"What on Earth?"
Article by Ray Barbehenn. Photos by Ray Barbehenn and David Cox.
The top predators in the insect world often go unnoticed. Those that are ambush predators are commonly camouflaged and sit still, waiting for an insect to come within their striking range. Many of these species have "raptorial" (grasping) front legs. These legs have become modified in very similar ways in unrelated species. The three largest front leg segments of the two species in the upper photos are held in a similar position: down from the body, then forward, and down again. These segments are named the coxa (C), the femur (F), and the tibia (Ti). The femur has been enlarged the most in both species. The tarsus (Ta) is a group of dainty leg segments that end with a tiny claw for gripping surfaces.
A couple of Chinese Praying Mantises (between 3-5 inches long) in the upper photo were found by Ray in a goldenrod field in Duke Hollow (northern Virginia near the AT) on September 10, 2023. The smaller brown male was clasped onto the green female, guarding her from other males. Notice not only the huge size of some of their front leg segments but also the rows of spines on their edges. The lower photo shows a rare Say's Mantidfly (about one inch long including the wings). It was found by David Cox on July 4, 2023 in SNP. It may look like a praying mantis but they are completely unrelated. The Mantidfly belongs to a group of insects that all have clear, net-like wings.
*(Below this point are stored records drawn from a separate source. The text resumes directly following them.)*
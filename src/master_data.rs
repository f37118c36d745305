//! All reference registries loaded once and shared read-only.

use crate::bank::IbanRegistry;
use crate::core::MasterDataError;
use crate::postal::PostalCodeRegistry;
use crate::region::{LauRegistry, NutsRegistry};
use crate::vat::VatinStructures;
use crate::vehicle::VehicleSigns;

/// The loaded reference tables.
///
/// Build it once at startup and share it, e.g. behind an `Arc`; nothing in
/// it changes after construction.
#[derive(Debug, Clone)]
pub struct MasterData {
    pub postal: PostalCodeRegistry,
    pub nuts: NutsRegistry,
    pub lau: LauRegistry,
    pub iban: IbanRegistry,
    pub vatin: VatinStructures,
    pub vehicle_signs: VehicleSigns,
}

impl MasterData {
    /// Load every registry from the data bundled with this crate.
    pub fn load() -> Result<Self, MasterDataError> {
        MasterDataBuilder::new().build()
    }

    pub fn builder<'a>() -> MasterDataBuilder<'a> {
        MasterDataBuilder::new()
    }
}

/// Loads [`MasterData`], optionally replacing bundled tables.
#[derive(Debug, Default)]
pub struct MasterDataBuilder<'a> {
    postal_xml: Option<&'a str>,
    nuts_xml: Option<&'a str>,
    lau_xml: Option<&'a str>,
    iban: Option<IbanRegistry>,
}

impl<'a> MasterDataBuilder<'a> {
    pub fn new() -> Self {
        Self::default()
    }

    /// Postal code formats from a `<postalcodes>` document.
    pub fn postal_xml(mut self, xml: &'a str) -> Self {
        self.postal_xml = Some(xml);
        self
    }

    /// NUTS items from a `<nuts>` document.
    pub fn nuts_xml(mut self, xml: &'a str) -> Self {
        self.nuts_xml = Some(xml);
        self
    }

    /// LAU items from a `<lau>` document.
    pub fn lau_xml(mut self, xml: &'a str) -> Self {
        self.lau_xml = Some(xml);
        self
    }

    /// A custom IBAN registry (e.g. with validity periods).
    pub fn iban(mut self, registry: IbanRegistry) -> Self {
        self.iban = Some(registry);
        self
    }

    /// Load all registries. LAU items must refer to NUTS 3 regions of the
    /// loaded NUTS registry.
    pub fn build(self) -> Result<MasterData, MasterDataError> {
        let postal = match self.postal_xml {
            Some(xml) => PostalCodeRegistry::from_xml(xml)?,
            None => PostalCodeRegistry::bundled()?,
        };
        let nuts = match self.nuts_xml {
            Some(xml) => NutsRegistry::from_xml(xml)?,
            None => NutsRegistry::bundled()?,
        };
        let lau = match self.lau_xml {
            Some(xml) => LauRegistry::from_xml(xml)?,
            None => LauRegistry::bundled()?,
        };
        lau.check_against(&nuts)?;
        let iban = match self.iban {
            Some(registry) => registry,
            None => IbanRegistry::bundled()?,
        };
        let vatin = VatinStructures::bundled()?;
        let vehicle_signs = VehicleSigns::new();

        tracing::debug!(
            postal_countries = postal.len(),
            nuts = nuts.len(),
            lau = lau.len(),
            iban_countries = iban.len(),
            "master data loaded"
        );
        Ok(MasterData {
            postal,
            nuts,
            lau,
            iban,
            vatin,
            vehicle_signs,
        })
    }
}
However, like a praying mantis, it has two back pairs of skinny walking legs and a front pair of raptorial legs.
Why are the femurs of raptorial legs especially large?
A. Big femurs support big spines.
B. Big femurs contain big muscles to hold prey tightly.
C. Big femurs strengthen their legs for territorial fighting.
D. B and C.
The answer is at the bottom of the page!
Fun Facts and Musings
All insects have six legs, each of which is composed of segments that are connected at joints. The six legs usually look similar to each other and are usually all used for walking. However, the front legs of insects that are ambush predators are often highly modified for hunting. These raptorial legs can have greatly elongated segments to give them a greater reach, and they may also have enlarged segments that provide room for big muscles. But, why are the particular muscles of the femur so large?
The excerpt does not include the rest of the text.